### YOUR TASK
Go through the records line by line from the top and repeat each one exactly, ending with the line that contains "static USERNAME_CHARS_REGEX: Lazy<Regex>".

### DATA FOR THE TASK

//! Client-side field validation
//!
//! Two layers live here:
//!
//! - a generic rule engine ([`Rule`], [`RuleSet`]) evaluated against every
//!   named field of a form, used for the login form
//! - the fixed, ordered checks of the registration and post forms, where the
//!   first failing check decides the message shown to the user
//!
//! Everything in this module is pure; marking fields and showing messages is
//! the job of [`crate::ui::Ui`] and the form controller.

use once_cell::sync::Lazy;
use regex::Regex;

static EMAIL_REGEX: Lazy<Regex> = Lazy::new(|| {
    Regex::new(r"^[^\s@]+@[^\s@]+\.[^\s@]+$").expect("hardcoded email regex is invalid")
});

static USERNAME_CHARS_REGEX: Lazy<Regex> = Lazy::new(|| {
    Regex::new(r"^[a-zA-Z0-9_]+$").expect("hardcoded username regex is invalid")
});

pub const USERNAME_MIN_CHARS: usize = 3;
pub const USERNAME_MAX_CHARS: usize = 20;
pub const PASSWORD_MIN_CHARS: usize = 6;
pub const POST_CONTENT_MIN_CHARS: usize = 10;

/// Constraint on a single form field
#[derive(Debug, Clone, Default)]
pub struct Rule {
    pub required: bool,
    pub min_length: Option<usize>,
    pub max_length: Option<usize>,
    pub pattern: Option<Regex>,
}

impl Rule {
    pub fn new() -> Self {
        Self::default()
    }

    pub fn required(mut self) -> Self {
        self.required = true;
        self
    }

    pub fn min_length(mut self, min: usize) -> Self {
        self.min_length = Some(min);
        self
    }

    pub fn max_length(mut self, max: usize) -> Self {
        self.max_length = Some(max);
        self
    }

    pub fn pattern(mut self, pattern: Regex) -> Self {
        self.pattern = Some(pattern);
        self
    }

    /// Check an already-trimmed value
    ///
    /// A length bound applies even to an empty optional field; a pattern is
    /// only tested against non-empty values.
    pub fn check(&self, value: &str) -> bool {
        let len = value.chars().count();

        if self.required && value.is_empty() {
            return false;
        }
        if self.min_length.is_some_and(|min| len < min) {
            return false;
        }
        if self.max_length.is_some_and(|max| len > max) {
            return false;
        }
        if let Some(pattern) = &self.pattern {
            if !value.is_empty() && !pattern.is_match(value) {
                return false;
            }
        }
        true
    }
}

/// Ordered field-name → rule mapping, built per form at submit time
#[derive(Debug, Clone, Default)]
pub struct RuleSet {
    rules: Vec<(String, Rule)>,
}

impl RuleSet {
    pub fn new() -> Self {
        Self::default()
    }

    pub fn field(mut self, name: &str, rule: Rule) -> Self {
        self.rules.push((name.to_string(), rule));
        self
    }

    pub fn iter(&self) -> impl Iterator<Item = (&str, &Rule)> {
        self.rules.iter().map(|(name, rule)| (name.as_str(), rule))
    }

    pub fn is_empty(&self) -> bool {
        self.rules.is_empty()
    }

    /// Names of every field whose trimmed value fails its rule
    ///
    /// All fields are evaluated; `lookup` returns `None` for a field missing
    /// from the form, which is skipped.
    pub fn failing_fields<F>(&self, mut lookup: F) -> Vec<&str>
    where
        F: FnMut(&str) -> Option<String>,
    {
        self.iter()
            .filter(|(name, rule)| match lookup(name) {
                Some(value) => !rule.check(value.trim()),
                None => false,
            })
            .map(|(name, _)| name)
            .collect()
    }
}

/// Rules for the login form
pub fn login_rules() -> RuleSet {
    RuleSet::new()
        .field("username", Rule::new().required().min_length(USERNAME_MIN_CHARS))
        .field("password", Rule::new().required().min_length(1))
}

pub const LOGIN_FAILED_MESSAGE: &str = "Please fill in all required fields correctly.";

/// A blocking validation failure: the field to mark and the message to show
#[derive(Debug, Clone, PartialEq, Eq)]
pub struct FieldError {
    /// Element id of the offending field
    pub field: &'static str,
    pub message: String,
}

impl FieldError {
    fn new(field: &'static str, message: impl Into<String>) -> Self {
        Self {
            field,
            message: message.into(),
        }
    }
}

pub fn is_valid_email(email: &str) -> bool {
    EMAIL_REGEX.is_match(email)
}

/// Only letters, numbers and underscores
pub fn has_valid_username_chars(username: &str) -> bool {
    USERNAME_CHARS_REGEX.is_match(username)
}

/// Raw (untrimmed) registration form values
#[derive(Debug, Clone, Default, PartialEq, Eq)]
pub struct Registration {
    pub username: String,
    pub email: String,
    pub password: String,
    pub confirm_password: String,
}

/// Registration checks, first failure wins
pub fn validate_registration(form: &Registration) -> Result<(), FieldError> {
    let username_len = form.username.chars().count();

    if form.password != form.confirm_password {
        return Err(FieldError::new("confirm-password", "Passwords do not match!"));
    }
    if !(USERNAME_MIN_CHARS..=USERNAME_MAX_CHARS).contains(&username_len) {
        return Err(FieldError::new(
            "username",
            "Username must be between 3 and 20 characters!",
        ));
    }
    if !is_valid_email(&form.email) {
        return Err(FieldError::new("email", "Please enter a valid email address!"));
    }
    if form.password.chars().count() < PASSWORD_MIN_CHARS {
        return Err(FieldError::new(
            "password",
            "Password must be at least 6 characters long!",
        ));
    }
    if !has_valid_username_chars(&form.username) {
        return Err(FieldError::new(
            "username",
            "Username contains invalid characters. Use only letters, numbers, and underscores.",
        ));
    }
    Ok(())
}

/// Post create/edit checks on trimmed values, first failure wins
pub fn validate_post(title: &str, content: &str, title_max: usize) -> Result<(), FieldError> {
    let title = title.trim();
    let content = content.trim();

    if title.is_empty() {
        return Err(FieldError::new("title", "Please enter a title for your post."));
    }
    if content.is_empty() {
        return Err(FieldError::new("content", "Please enter content for your post."));
    }
    if title.chars().count() > title_max {
        return Err(FieldError::new(
            "title",
            format!("Title must be {} characters or less.", title_max),
        ));
    }
    if content.chars().count() < POST_CONTENT_MIN_CHARS {
        return Err(FieldError::new(
            "content",
            "Post content should be at least 10 characters long.",
        ));
    }
    Ok(())
}

/// Inline message for the username field while typing, if any
pub fn username_feedback(username: &str) -> Option<&'static str> {
    let len = username.chars().count();
    if len > 0 && len < USERNAME_MIN_CHARS {
        Some("Username must be at least 3 characters")
    } else if len > USERNAME_MAX_CHARS {
        Some("Username must be less than 20 characters")
    } else if len > 0 && !has_valid_username_chars(username) {
        Some("Username can only contain letters, numbers, and underscores")
    } else {
        None
    }
}

/// Inline message for the confirmation field while typing, if any
pub fn confirm_password_feedback(password: &str, confirm: &str) -> Option<&'static str> {
    if !confirm.is_empty() && password != confirm {
        Some("Passwords do not match")
    } else {
        None
    }
}

/// Whether a counted field is over its limit
pub fn exceeds_limit(len: usize, max: Option<usize>) -> bool {
    max.is_some_and(|max| len > max)
}
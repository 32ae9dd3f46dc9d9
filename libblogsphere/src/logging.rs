//! Centralized logging configuration
//!
//! Provides consistent logging setup with support for:
//! - Text, JSON, and pretty-printed output
//! - Environment variable configuration
//! - A caller-supplied writer, so hosts without stderr (the browser) can
//!   route lines elsewhere
//!
//! # Examples
//!
//! ```no_run
//! use libblogsphere::logging::{LoggingConfig, LogFormat};
//!
//! let config = LoggingConfig::new(LogFormat::Json, "info".to_string(), false);
//! config.init();
//!
//! // Or use default settings (respects env vars)
//! libblogsphere::logging::init_default();
//! ```

use std::str::FromStr;
use tracing_subscriber::fmt::format::Writer;
use tracing_subscriber::fmt::time::{FormatTime, SystemTime};
use tracing_subscriber::fmt::MakeWriter;
use tracing_subscriber::EnvFilter;

#[derive(Debug, Clone, Copy, PartialEq, Eq)]
pub enum LogFormat {
    /// Human-readable text output (no colors, for piping)
    Text,
    /// Machine-parseable JSON (one JSON object per line)
    Json,
    /// Pretty-printed with colors (for development)
    Pretty,
}

impl FromStr for LogFormat {
    type Err = String;

    fn from_str(s: &str) -> Result<Self, Self::Err> {
        match s.to_lowercase().as_str() {
            "text" => Ok(LogFormat::Text),
            "json" => Ok(LogFormat::Json),
            "pretty" => Ok(LogFormat::Pretty),
            _ => Err(format!(
                "Invalid log format: '{}'. Valid options: text, json, pretty",
                s
            )),
        }
    }
}

impl std::fmt::Display for LogFormat {
    fn fmt(&self, f: &mut std::fmt::Formatter<'_>) -> std::fmt::Result {
        match self {
            LogFormat::Text => write!(f, "text"),
            LogFormat::Json => write!(f, "json"),
            LogFormat::Pretty => write!(f, "pretty"),
        }
    }
}

/// Configuration for logging initialization
pub struct LoggingConfig {
    pub format: LogFormat,
    pub level: String,
    pub verbose: bool,
    /// Prefix lines with the wall-clock time
    pub timestamps: bool,
}

/// Wall-clock timestamps that can be switched off
///
/// Targets without a system clock (wasm32 in the browser) panic on
/// `SystemTime::now`, so hosts there log without timestamps.
struct Timestamps(bool);

impl FormatTime for Timestamps {
    fn format_time(&self, w: &mut Writer<'_>) -> std::fmt::Result {
        if self.0 {
            SystemTime.format_time(w)
        } else {
            Ok(())
        }
    }
}

impl LoggingConfig {
    /// Create a new logging configuration
    ///
    /// # Arguments
    ///
    /// * `format` - Log output format (text, json, or pretty)
    /// * `level` - Minimum log level (error, warn, info, debug, trace)
    /// * `verbose` - If true, defaults to debug level
    pub fn new(format: LogFormat, level: String, verbose: bool) -> Self {
        Self {
            format,
            level,
            verbose,
            timestamps: true,
        }
    }

    /// Drop the time prefix from every line
    pub fn without_timestamps(mut self) -> Self {
        self.timestamps = false;
        self
    }

    fn filter(&self) -> EnvFilter {
        let fallback = if self.verbose { "debug" } else { self.level.as_str() };
        EnvFilter::try_from_default_env().unwrap_or_else(|_| EnvFilter::new(fallback))
    }

    /// Initialize logging to stderr
    ///
    /// Returns `false` when a global subscriber was already installed.
    pub fn init(&self) -> bool {
        self.init_with_writer(std::io::stderr)
    }

    /// Initialize logging with a custom writer
    ///
    /// Returns `false` when a global subscriber was already installed.
    pub fn init_with_writer<W>(&self, writer: W) -> bool
    where
        W: for<'a> MakeWriter<'a> + Send + Sync + 'static,
    {
        let filter = self.filter();

        let installed = match self.format {
            LogFormat::Json => tracing_subscriber::fmt()
                .json()
                .with_env_filter(filter)
                .with_timer(Timestamps(self.timestamps))
                .with_writer(writer)
                .with_current_span(true)
                .with_span_list(true)
                .flatten_event(true)
                .with_target(true)
                .try_init(),
            LogFormat::Pretty => tracing_subscriber::fmt()
                .pretty()
                .with_env_filter(filter)
                .with_timer(Timestamps(self.timestamps))
                .with_writer(writer)
                .with_target(true)
                .with_line_number(true)
                .with_file(true)
                .try_init(),
            LogFormat::Text => tracing_subscriber::fmt()
                .with_env_filter(filter)
                .with_timer(Timestamps(self.timestamps))
                .with_writer(writer)
                .with_ansi(false)
                .with_target(false)
                .with_level(true)
                .try_init(),
        };

        installed.is_ok()
    }
}

/// Read format and level from `BLOGSPHERE_LOG_FORMAT` / `BLOGSPHERE_LOG_LEVEL`
pub fn config_from_env() -> LoggingConfig {
    let format = std::env::var("BLOGSPHERE_LOG_FORMAT")
        .ok()
        .and_then(|s| s.parse().ok())
        .unwrap_or(LogFormat::Text);

    let level = std::env::var("BLOGSPHERE_LOG_LEVEL").unwrap_or_else(|_| "info".to_string());

    LoggingConfig::new(format, level, false)
}

/// Initialize logging with default settings
///
/// Falls back to text format with info level if the env vars are not set.
pub fn init_default() -> bool {
    config_from_env().init()
}
#[cfg(test)]
mod tests {
    use super::*;
    use std::rc::Rc;

    fn fixture() -> MemoryHost {
        let host = MemoryHost::new();
        host.mount(
            Element::new("form")
                .id("login-form")
                .child(
                    Element::new("div").class("mb-3").child(
                        Element::new("input")
                            .id("username")
                            .class("form-control")
                            .attr("name", "username")
                            .attr("value", "bob"),
                    ),
                )
                .child(
                    Element::new("button")
                        .attr("type", "submit")
                        .text("Log in"),
                ),
        );
        host
    }

    #[test]
    fn test_query_by_id_class_and_attr() {
        let host = fixture();
        let input = host.by_id("username").unwrap();
        assert_eq!(host.value(&input), "bob");

        let form = host.by_id("login-form").unwrap();
        let by_name = host.query_in(&form, &Selector::name("username")).unwrap();
        assert_eq!(by_name, input);

        let button = host
            .query_in(&form, &Selector::tag("button").with_attr("type", "submit"))
            .unwrap();
        assert_eq!(host.text(&button), "Log in");
        assert!(host.query(&Selector::class("missing")).is_none());
    }

    #[test]
    fn test_query_excludes_scope_itself() {
        let host = fixture();
        let form = host.by_id("login-form").unwrap();
        assert!(host.query_all(Some(&form), &Selector::tag("form")).is_empty());
    }

    #[test]
    fn test_closest_and_siblings() {
        let host = fixture();
        let input = host.by_id("username").unwrap();
        let group = host.closest(&input, &Selector::class("mb-3")).unwrap();
        assert!(host.has_class(&group, "mb-3"));

        host.insert_after(&input, &Element::new("div").class("invalid-feedback").into());
        let feedback = host.siblings(&input, &Selector::class("invalid-feedback"));
        assert_eq!(feedback.len(), 1);
    }

    #[test]
    fn test_prepend_and_remove() {
        let host = MemoryHost::new();
        let list = host.mount(Element::new("div").id("comments-list"));
        host.append(&list, &Element::new("p").id("old").into());
        let new = host.prepend(&list, &Element::new("p").id("new").into()).unwrap();

        let items = host.query_all(Some(&list), &Selector::tag("p"));
        assert_eq!(items[0], new);

        host.remove(&new);
        assert!(!host.is_attached(&new));
        assert!(host.by_id("new").is_none());
        assert!(host.by_id("old").is_some());
    }

    #[test]
    fn test_markup_round_trip() {
        let host = fixture();
        let button = host.query(&Selector::tag("button")).unwrap();
        let saved = host.markup(&button);

        host.set_content(&button, &[Node::text("Logging in...")]);
        assert_eq!(host.text(&button), "Logging in...");

        host.restore_markup(&button, &saved);
        assert_eq!(host.text(&button), "Log in");
    }

    #[test]
    fn test_timers_run_in_order_on_advance() {
        let host = Rc::new(MemoryHost::new());
        let log = Rc::new(RefCell::new(Vec::new()));

        for (delay, label) in [(300, "b"), (100, "a"), (300, "c")] {
            let log = Rc::clone(&log);
            host.set_timeout(
                Duration::from_millis(delay),
                Box::new(move || log.borrow_mut().push(label)),
            );
        }

        host.advance(Duration::from_millis(200));
        assert_eq!(*log.borrow(), vec!["a"]);

        host.advance(Duration::from_millis(100));
        assert_eq!(*log.borrow(), vec!["a", "b", "c"]);
        assert_eq!(host.pending_timers(), 0);
    }

    #[test]
    fn test_nested_timer_fires_within_same_advance() {
        let host = Rc::new(MemoryHost::new());
        let fired = Rc::new(Cell::new(false));

        let inner_host = Rc::clone(&host);
        let inner_fired = Rc::clone(&fired);
        host.set_timeout(
            Duration::from_millis(100),
            Box::new(move || {
                inner_host.set_timeout(
                    Duration::from_millis(100),
                    Box::new(move || inner_fired.set(true)),
                );
            }),
        );

        host.advance(Duration::from_millis(250));
        assert!(fired.get());
    }

    #[test]
    fn test_confirm_answers_queue() {
        let host = MemoryHost::new();
        host.answer_confirm(false);
        assert!(!host.confirm("first?"));
        assert!(host.confirm("second?"));
        assert_eq!(host.confirms(), vec!["first?", "second?"]);
    }

    #[test]
    fn test_storage_unavailable() {
        let host = MemoryHost::new();
        host.set_storage_available(false);
        assert!(host.storage_get("bookmarks").is_err());
        assert!(host.storage_set("bookmarks", "[]").is_err());
    }

    #[test]
    fn test_scroll_height_tracks_lines() {
        let host = MemoryHost::new();
        let area = host.mount(Element::new("textarea").id("comment-content"));
        assert_eq!(host.scroll_height(&area), LINE_HEIGHT_PX);
        host.set_value(&area, "a\nb\nc");
        assert_eq!(host.scroll_height(&area), 3.0 * LINE_HEIGHT_PX);
    }
}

### FINISHED TASK
//! Client-side field validation
//!
//! Two layers live here:
//!
//! - a generic rule engine ([`Rule`], [`RuleSet`]) evaluated against every
//!   named field of a form, used for the login form
//! - the fixed, ordered checks of the registration and post forms, where the
//!   first failing check decides the message shown to the user
//!
//! Everything in this module is pure; marking fields and showing messages is
//! the job of [`crate::ui::Ui`] and the form controller.

use once_cell::sync::Lazy;
use regex::Regex;

static EMAIL_REGEX: Lazy<Regex> = Lazy::new(|| {
    Regex::new(r"^[^\s@]+@[^\s@]+\.[^\s@]+$").expect("hardcoded email regex is invalid")
});

static USERNAME_CHARS_REGEX: Lazy<Regex> = Lazy::new(|| {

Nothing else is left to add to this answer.